Ethical Hacking – What you need to know

As the digital world continues to advance and make rapid progress, cybercrimes do as well. Criminals, particularly cybercriminals no longer need to leave their comfort zone to commit crimes. They achieve the desired results with just a few clicks of their mouse and a robust Internet connection. To combat this ugly trend, there’s a need for Ethical Hackers and an understanding of Ethical Hacking.

Ethical Hacking

Hacking is a very broad discipline and covers a wide range of topics like,

  • Website Hacking
  • Email Hacking
  • Computer Hacking
  • Ethical Hacking
  • Etc.

Read: What is Black Hat, Grey Hat or White Hat Hacker?

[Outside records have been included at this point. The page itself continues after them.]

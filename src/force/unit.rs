//! Atomic combat units and their weapon inventories

use serde::{Deserialize, Serialize};

use crate::force::equipment::{Armory, WeaponId};
use crate::force::tally::Tally;

/// Combat role of a unit, which drives its troop category
#[derive(Debug, Clone, Copy, PartialEq, Eq, Hash, Default, Serialize, Deserialize)]
pub enum UnitRole {
    #[default]
    Infantry,
    Armor,
    AntiTank,
    Artillery,
    Support,
}

impl UnitRole {
    /// Roles that can hold a line
    pub fn is_combat(&self) -> bool {
        matches!(self, Self::Infantry | Self::Armor | Self::AntiTank)
    }
}

/// One line of a unit's inventory
#[derive(Debug, Clone, PartialEq, Eq, Serialize, Deserialize)]
pub struct Equipment {
    pub weapon: WeaponId,
    pub on_hand: u32,
    pub authorized: u32,
}

/// Smallest combat element (company/battery): no sub-units
#[derive(Debug, Clone, PartialEq, Serialize, Deserialize)]
pub struct Unit {
    pub name: String,
    pub role: UnitRole,
    pub equipment: Vec<Equipment>,
}

impl Unit {
    pub fn new(name: &str, role: UnitRole) -> Self {
        Self {
            name: name.to_string(),
            role,
            equipment: Vec::new(),
        }
    }

    /// Add equipment at full authorized strength
    pub fn with(mut self, weapon: WeaponId, count: u32) -> Self {
        self.equipment.push(Equipment {
            weapon,
            on_hand: count,
            authorized: count,
        });
        self
    }

    /// Items left, across all weapons
    pub fn strength(&self) -> u32 {
        self.equipment.iter().map(|e| e.on_hand).sum()
    }

    pub fn is_destroyed(&self) -> bool {
        self.strength() == 0
    }

    /// Fuel carried in this unit's vehicles
    pub fn fuel_carried(&self, armory: &Armory) -> f64 {
        self.equipment
            .iter()
            .filter_map(|e| armory.get(e.weapon).map(|w| w.fuel_carried * e.on_hand as f64))
            .sum()
    }

    /// Destroy up to `count` items of one inventory line; returns items lost
    pub fn destroy(&mut self, line: usize, count: u32) -> u32 {
        match self.equipment.get_mut(line) {
            Some(item) => {
                let lost = count.min(item.on_hand);
                item.on_hand -= lost;
                lost
            }
            None => 0,
        }
    }

    pub fn add_to_tally(&self, tally: &mut Tally) {
        for item in &self.equipment {
            tally.add(item.weapon, item.on_hand, item.authorized);
        }
    }
}

#[cfg(test)]
mod tests {
    use super::*;

    #[test]
    fn test_destroy_caps_at_on_hand() {
        let armory = Armory::standard();
        let rifles = armory.find("rifle squad").unwrap();
        let mut unit = Unit::new("A Coy", UnitRole::Infantry).with(rifles, 9);

        assert_eq!(unit.destroy(0, 4), 4);
        assert_eq!(unit.strength(), 5);
        assert_eq!(unit.destroy(0, 40), 5);
        assert!(unit.is_destroyed());
        assert_eq!(unit.destroy(3, 1), 0);
    }

    #[test]
    fn test_tally_keeps_authorized() {
        let armory = Armory::standard();
        let tanks = armory.find("medium tank").unwrap();
        let mut unit = Unit::new("1 Sqn", UnitRole::Armor).with(tanks, 14);
        unit.destroy(0, 4);

        let mut tally = Tally::new(armory.len());
        unit.add_to_tally(&mut tally);
        assert_eq!(tally.on_hand(tanks), 10);
        assert_eq!(tally.authorized(tanks), 14);
        assert!((unit.fuel_carried(&armory) - 4.0).abs() < 1e-9);
    }
}
//! Combat integration tests
//!
//! Whole scenarios driven through the theater: moves open combats, the
//! event queue runs them and every observation sees consistent state.

use arc_operations::combat::CombatKind;
use arc_operations::core::{CombatId, DetachmentId, ForceId, Side};
use arc_operations::force::{Detachment, Mode, Status, Unit, UnitRole};
use arc_operations::map::{HexCoord, HexMap};
use arc_operations::theater::{MoveOutcome, RetreatOutcome, Theater};

fn company(theater: &Theater, force: u8, at: HexCoord, squads: u32) -> Detachment {
    let rifles = theater.armory().find("rifle squad").unwrap();
    let mgs = theater.armory().find("machine gun").unwrap();
    Detachment::new(DetachmentId::UNASSIGNED, "Coy", ForceId(force), at)
        .with_unit(
            Unit::new("Rifles", UnitRole::Infantry)
                .with(rifles, squads)
                .with(mgs, squads / 3),
        )
        .with_supplies(4.0, 60.0)
}

/// One attacker west of one defender on an open 12x12 map
fn assault(seed: u64, attack: u32, defend: u32) -> (Theater, CombatId, DetachmentId, DetachmentId) {
    let mut theater = Theater::with_map(HexMap::new(12, 12), seed);
    let a = company(&theater, 1, HexCoord::new(4, 5), attack);
    let d = company(&theater, 2, HexCoord::new(5, 5), defend).with_headquarters(HexCoord::new(10, 5));
    let a = theater.add_detachment(a).unwrap();
    let d = theater.add_detachment(d).unwrap();
    let MoveOutcome::Assault(c) = theater.begin_move(a, HexCoord::new(5, 5)).unwrap() else {
        panic!("expected an assault");
    };
    (theater, c, a, d)
}

/// Every live combat has two non-empty sides, owns its map slot, and its
/// participants point back at it
fn assert_consistent(theater: &Theater) {
    for (id, combat) in theater.combats() {
        assert!(!combat.attackers.is_empty(), "{} has no attackers", id);
        assert!(!combat.defenders.is_empty(), "{} has no defenders", id);
        assert_eq!(theater.combat_at(combat.cell), Some(id));
        assert!(combat.last_checked <= theater.now());
        for det in combat.participants() {
            let d = theater.detachment(det).expect("participant must exist");
            assert_eq!(d.combat, Some(id));
        }
    }
    for (id, d) in theater.detachments() {
        assert!(theater.map().occupants(d.location).contains(&id));
        if let Some(c) = d.combat {
            assert!(theater.combat(c).is_some_and(|c| c.contains(id)));
        }
    }
}

#[test]
fn test_overwhelming_attacker_takes_the_hex() {
    let (mut theater, c, a, d) = assault(42, 60, 3);

    theater.process_events(1440);
    theater.make_all_current();

    assert!(theater.combat(c).is_none());
    let report = &theater.reports()[0];
    assert_eq!(report.combat, c);
    assert_eq!(report.kind, CombatKind::Assault);
    assert_eq!(report.survivors, Some(Side::Attacker));
    assert!(report.passes > 0);

    // The defender left the hex one way or another
    let defender_gone = match theater.detachment(d) {
        Some(det) => det.location != HexCoord::new(5, 5),
        None => true,
    };
    assert!(defender_gone);

    // And the attacker advanced into it
    let attacker = theater.detachment(a).unwrap();
    assert_eq!(attacker.location, HexCoord::new(5, 5));
    assert_eq!(attacker.mode, Mode::Idle);
    assert_eq!(
        theater.map().cell(HexCoord::new(5, 5)).unwrap().owner,
        Some(ForceId(1))
    );
    assert_consistent(&theater);
}

#[test]
fn test_encircled_defender_surrenders() {
    let (mut theater, c, _, d) = assault(7, 27, 9);
    for hex in HexCoord::new(5, 5).neighbors() {
        if hex != HexCoord::new(4, 5) {
            let blocker = company(&theater, 1, hex, 3);
            theater.add_detachment(blocker).unwrap();
        }
    }

    assert_eq!(theater.start_retreat(c, d).unwrap(), RetreatOutcome::Surrendered);
    assert!(theater.detachment(d).is_none());
    let casualty = theater.fallen().last().unwrap();
    assert_eq!(casualty.status, Status::Surrendered);
    assert_eq!(casualty.force, ForceId(2));
    assert!(theater.combat(c).is_none());
    assert_consistent(&theater);
}

#[test]
fn test_screen_breaking_off_ends_infiltration() {
    let mut theater = Theater::with_map(HexMap::new(12, 12), 3);
    let mover = company(&theater, 1, HexCoord::new(3, 3), 9);
    let screen = company(&theater, 2, HexCoord::new(5, 3), 3);
    let m = theater.add_detachment(mover).unwrap();
    let s = theater.add_detachment(screen).unwrap();

    let MoveOutcome::Infiltration(c) = theater.begin_move(m, HexCoord::new(4, 3)).unwrap() else {
        panic!("expected an infiltration");
    };
    theater.process_events(5);
    if theater.combat(c).is_none() {
        // Already decided by the dice
        return;
    }

    theater.set_mode(s, Mode::Moving).unwrap();
    assert!(theater.combat(c).is_none());
    assert!(theater.detachment(s).unwrap().combat.is_none());
    let report = theater.reports().last().unwrap();
    assert_eq!(report.kind, CombatKind::Infiltration);
    assert_eq!(report.survivors, Some(Side::Attacker));
    assert_consistent(&theater);
}

#[test]
fn test_make_current_is_idempotent() {
    let (mut theater, c, _, _) = assault(11, 27, 18);
    theater.process_events(90);
    if !theater.make_current(c, true) {
        return;
    }

    let before = theater.clone();
    assert!(theater.make_current(c, true));
    assert_eq!(theater, before);
    assert_eq!(theater.combat(c).unwrap().last_checked, theater.now());
}

#[test]
fn test_combat_lags_until_observed() {
    let (mut theater, c, a, _) = assault(5, 27, 27);
    theater.process_events(10);
    let Some(combat) = theater.combat(c) else {
        return;
    };
    assert!(combat.last_checked <= theater.now());

    // Observing a participant brings its combat up to the clock
    theater.observe(a);
    if let Some(combat) = theater.combat(c) {
        assert_eq!(combat.last_checked, theater.now());
    }
}

#[test]
fn test_no_empty_combat_after_long_run() {
    for seed in [1, 2, 3] {
        let (mut theater, _, _, _) = assault(seed, 27, 18);
        for end in (60..=2880).step_by(60) {
            theater.process_events(end);
            assert_consistent(&theater);
        }
        theater.make_all_current();
        assert_consistent(&theater);
    }
}

#[test]
fn test_meeting_engagement_fights_both_ways() {
    let mut theater = Theater::with_map(HexMap::new(12, 12), 8);
    let west = company(&theater, 1, HexCoord::new(4, 6), 18);
    let east = company(&theater, 2, HexCoord::new(6, 6), 18);
    let w = theater.add_detachment(west).unwrap();
    let e = theater.add_detachment(east).unwrap();

    theater.set_mode(e, Mode::Moving).unwrap();
    theater.begin_move(w, HexCoord::new(5, 6)).unwrap();
    let MoveOutcome::Meeting(c) = theater.begin_move(e, HexCoord::new(5, 6)).unwrap() else {
        panic!("expected a meeting engagement");
    };
    assert_eq!(theater.detachment(e).unwrap().mode, Mode::Attacking);

    theater.process_events(60);
    if theater.make_current(c, true) {
        let combat = theater.combat(c).unwrap();
        assert_eq!(combat.kind, CombatKind::Meeting);
        assert!(combat.stats.passes > 0);
        assert_eq!(combat.stats.involved_defense, 1.0);
    }
    assert_consistent(&theater);
}

#[test]
fn test_purging_the_breaking_detachment_keeps_the_combat_running() {
    let (mut theater, c, _, _) = assault(13, 27, 18);
    let next = theater.combat(c).unwrap().next_event.expect("breaking point planned");
    let named = theater.queue().get(next).unwrap().kind.detachment();

    assert_eq!(theater.purge(named), 1);
    let replanned = theater.combat(c).unwrap().next_event.expect("breaking point re-planned");
    assert!(theater.queue().get(replanned).is_some());

    theater.process_events(100_000);
    match theater.combat(c) {
        Some(combat) => assert!(combat.stats.passes > 0),
        None => assert!(theater.reports().iter().any(|r| r.combat == c)),
    }
    assert_consistent(&theater);
}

What is the meaning of Ethical Hacking

Ethical Hacking also known as Penetration Testing is an act of intruding/penetrating system or networks with the user’s consent. The purpose is to evaluate the security of an organization by exploiting the vulnerabilities in a way the attackers could exploit them. Thereby documenting the procedure of attack to prevent such instances in the future. Penetration testing can further be classified into three types.

1] Black box

The penetration tester is not offered any details pertaining to the network, or infrastructure of the network.

2] Grey box

The penetration tester has limited details about the systems to be tested.

3] White Box

The penetration tester is also called as Ethical hacker. He is aware of the complete details of the infrastructure to be tested.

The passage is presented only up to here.